Di Raikkonen, cosa dire. Anche lui si è fatto sorprendere in partenza da Bottas, anche se può valere l’attenuante di essere partito dal lato “sporco” della pista. Un podio per lui ben meritato e con la soddisfazione di avere ottenuto il miglior tempo sul giro.

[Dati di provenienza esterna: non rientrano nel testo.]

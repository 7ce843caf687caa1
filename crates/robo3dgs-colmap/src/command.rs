use std::{
    ffi::{OsStr, OsString},
    fmt,
    path::{Path, PathBuf},
};

use crate::{camera::CameraModel, layout::ExperimentLayout, options::ColmapOptions};

/// A program invocation: the executable and its argument list.
#[derive(Debug, Clone, PartialEq, Eq)]
pub struct StageCommand {
    program: PathBuf,
    args: Vec<OsString>,
}

impl StageCommand {
    /// Create a command for `program` without arguments.
    pub fn new(program: impl Into<PathBuf>) -> Self {
        Self {
            program: program.into(),
            args: Vec::new(),
        }
    }

    /// Append a single argument.
    pub fn arg(mut self, arg: impl AsRef<OsStr>) -> Self {
        self.args.push(arg.as_ref().to_owned());
        self
    }

    /// Append a `--flag value` pair.
    pub fn opt(self, flag: &str, value: impl AsRef<OsStr>) -> Self {
        self.arg(flag).arg(value)
    }

    /// The executable.
    pub fn program(&self) -> &Path {
        &self.program
    }

    /// The arguments passed to the executable.
    pub fn args(&self) -> &[OsString] {
        &self.args
    }

    /// The value following `flag` in the argument list, if present.
    pub fn value_of(&self, flag: &str) -> Option<&OsStr> {
        self.args
            .windows(2)
            .find(|pair| pair[0] == flag)
            .map(|pair| pair[1].as_os_str())
    }
}

impl fmt::Display for StageCommand {
    fn fmt(&self, f: &mut fmt::Formatter<'_>) -> fmt::Result {
        write!(f, "{}", self.program.display())?;
        for arg in &self.args {
            write!(f, " {}", arg.to_string_lossy())?;
        }
        Ok(())
    }
}

fn gpu_flag(use_gpu: bool) -> &'static str {
    if use_gpu {
        "1"
    } else {
        "0"
    }
}

/// `colmap feature_extractor`: detect SIFT features of every image into the database.
///
/// With `single_camera` set all images share one set of intrinsics.
pub fn feature_extractor(
    options: &ColmapOptions,
    layout: &ExperimentLayout,
    camera_model: CameraModel,
    single_camera: bool,
) -> StageCommand {
    let command = StageCommand::new(&options.colmap_binary)
        .arg("feature_extractor")
        .opt("--database_path", layout.database_path())
        .opt("--image_path", layout.images_dir())
        .opt("--ImageReader.camera_model", camera_model.as_str());

    let command = if single_camera {
        command.opt("--ImageReader.single_camera", "1")
    } else {
        command
    };

    command.opt("--SiftExtraction.use_gpu", gpu_flag(options.use_gpu))
}

/// `colmap exhaustive_matcher`: match the features of every image pair in the database.
pub fn exhaustive_matcher(options: &ColmapOptions, layout: &ExperimentLayout) -> StageCommand {
    StageCommand::new(&options.colmap_binary)
        .arg("exhaustive_matcher")
        .opt("--database_path", layout.database_path())
        .opt("--SiftMatching.use_gpu", gpu_flag(options.use_gpu))
}

/// `colmap point_triangulator`: triangulate points for the known poses in `pose_dir`.
pub fn point_triangulator(
    options: &ColmapOptions,
    layout: &ExperimentLayout,
    pose_dir: &Path,
) -> StageCommand {
    StageCommand::new(&options.colmap_binary)
        .arg("point_triangulator")
        .opt("--database_path", layout.database_path())
        .opt("--image_path", layout.images_dir())
        .opt("--input_path", pose_dir)
        .opt("--output_path", layout.sparse_model_dir())
}

/// `colmap mapper`: estimate poses and structure incrementally.
///
/// COLMAP writes one numbered model per reconstructed component below `sparse/`.
pub fn mapper(options: &ColmapOptions, layout: &ExperimentLayout) -> StageCommand {
    StageCommand::new(&options.colmap_binary)
        .arg("mapper")
        .opt("--database_path", layout.database_path())
        .opt("--image_path", layout.images_dir())
        .opt("--output_path", layout.sparse_dir())
}

#[cfg(test)]
mod tests {
    use std::path::PathBuf;

    use super::{exhaustive_matcher, feature_extractor, mapper, point_triangulator, StageCommand};
    use crate::{camera::CameraModel, layout::ExperimentLayout, options::ColmapOptions};

    fn layout() -> ExperimentLayout {
        ExperimentLayout::from_absolute("/data/experiment")
    }

    #[test]
    fn display_joins_arguments() {
        let command = StageCommand::new("colmap").arg("mapper").opt("--image_path", "/x");
        assert_eq!(command.to_string(), "colmap mapper --image_path /x");
        assert_eq!(
            command.value_of("--image_path").and_then(|v| v.to_str()),
            Some("/x")
        );
        assert_eq!(command.value_of("--output_path"), None);
    }

    #[test]
    fn feature_extractor_arguments() {
        let command = feature_extractor(
            &ColmapOptions::default(),
            &layout(),
            CameraModel::SimplePinhole,
            false,
        );
        assert_eq!(
            command.to_string(),
            "colmap feature_extractor \
             --database_path /data/experiment/database.db \
             --image_path /data/experiment/images \
             --ImageReader.camera_model SIMPLE_PINHOLE \
             --SiftExtraction.use_gpu 1"
        );
    }

    #[test]
    fn feature_extractor_single_camera_without_gpu() {
        let options = ColmapOptions {
            use_gpu: false,
            ..Default::default()
        };
        let command = feature_extractor(&options, &layout(), CameraModel::OpenCv, true);
        assert_eq!(
            command.value_of("--ImageReader.camera_model"),
            Some("OPENCV".as_ref())
        );
        assert_eq!(
            command.value_of("--ImageReader.single_camera"),
            Some("1".as_ref())
        );
        assert_eq!(
            command.value_of("--SiftExtraction.use_gpu"),
            Some("0".as_ref())
        );
    }

    #[test]
    fn matcher_and_triangulator_arguments() {
        let options = ColmapOptions {
            colmap_binary: PathBuf::from("/opt/colmap/bin/colmap"),
            ..Default::default()
        };
        let matcher = exhaustive_matcher(&options, &layout());
        assert_eq!(
            matcher.to_string(),
            "/opt/colmap/bin/colmap exhaustive_matcher \
             --database_path /data/experiment/database.db \
             --SiftMatching.use_gpu 1"
        );

        let pose_dir = PathBuf::from("/data/experiment/manual");
        let triangulator = point_triangulator(&options, &layout(), &pose_dir);
        assert_eq!(
            triangulator.to_string(),
            "/opt/colmap/bin/colmap point_triangulator \
             --database_path /data/experiment/database.db \
             --image_path /data/experiment/images \
             --input_path /data/experiment/manual \
             --output_path /data/experiment/sparse/0"
        );
    }

    #[test]
    fn mapper_writes_below_sparse() {
        let command = mapper(&ColmapOptions::default(), &layout());
        assert_eq!(command.args()[0], "mapper");
        assert_eq!(
            command.value_of("--output_path"),
            Some("/data/experiment/sparse".as_ref())
        );
    }
}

Grandi perdenti, ancora una volta Alonso e la McLaren, fermi addirittura nel giro di ricognizione per un ulteriore problema al motore Honda. Ed il “nostro” Stroll è riuscito a portare a termine la sua prima gara all’11° posto.

Mondiale quindi apertissimo, ancora di più se anche l’atro finlandese, Raikkonen tanto per intenderci, potesse fare altrettanto per la Ferrari. Prossimo GP, quello di Spagna sul circuito de Catalunya il 14 maggio prossimo, seguito da Monaco il 28 maggio e Montreal per il nostro GP del Canada l’11 giugno. È tempo di procurarsi i biglietti.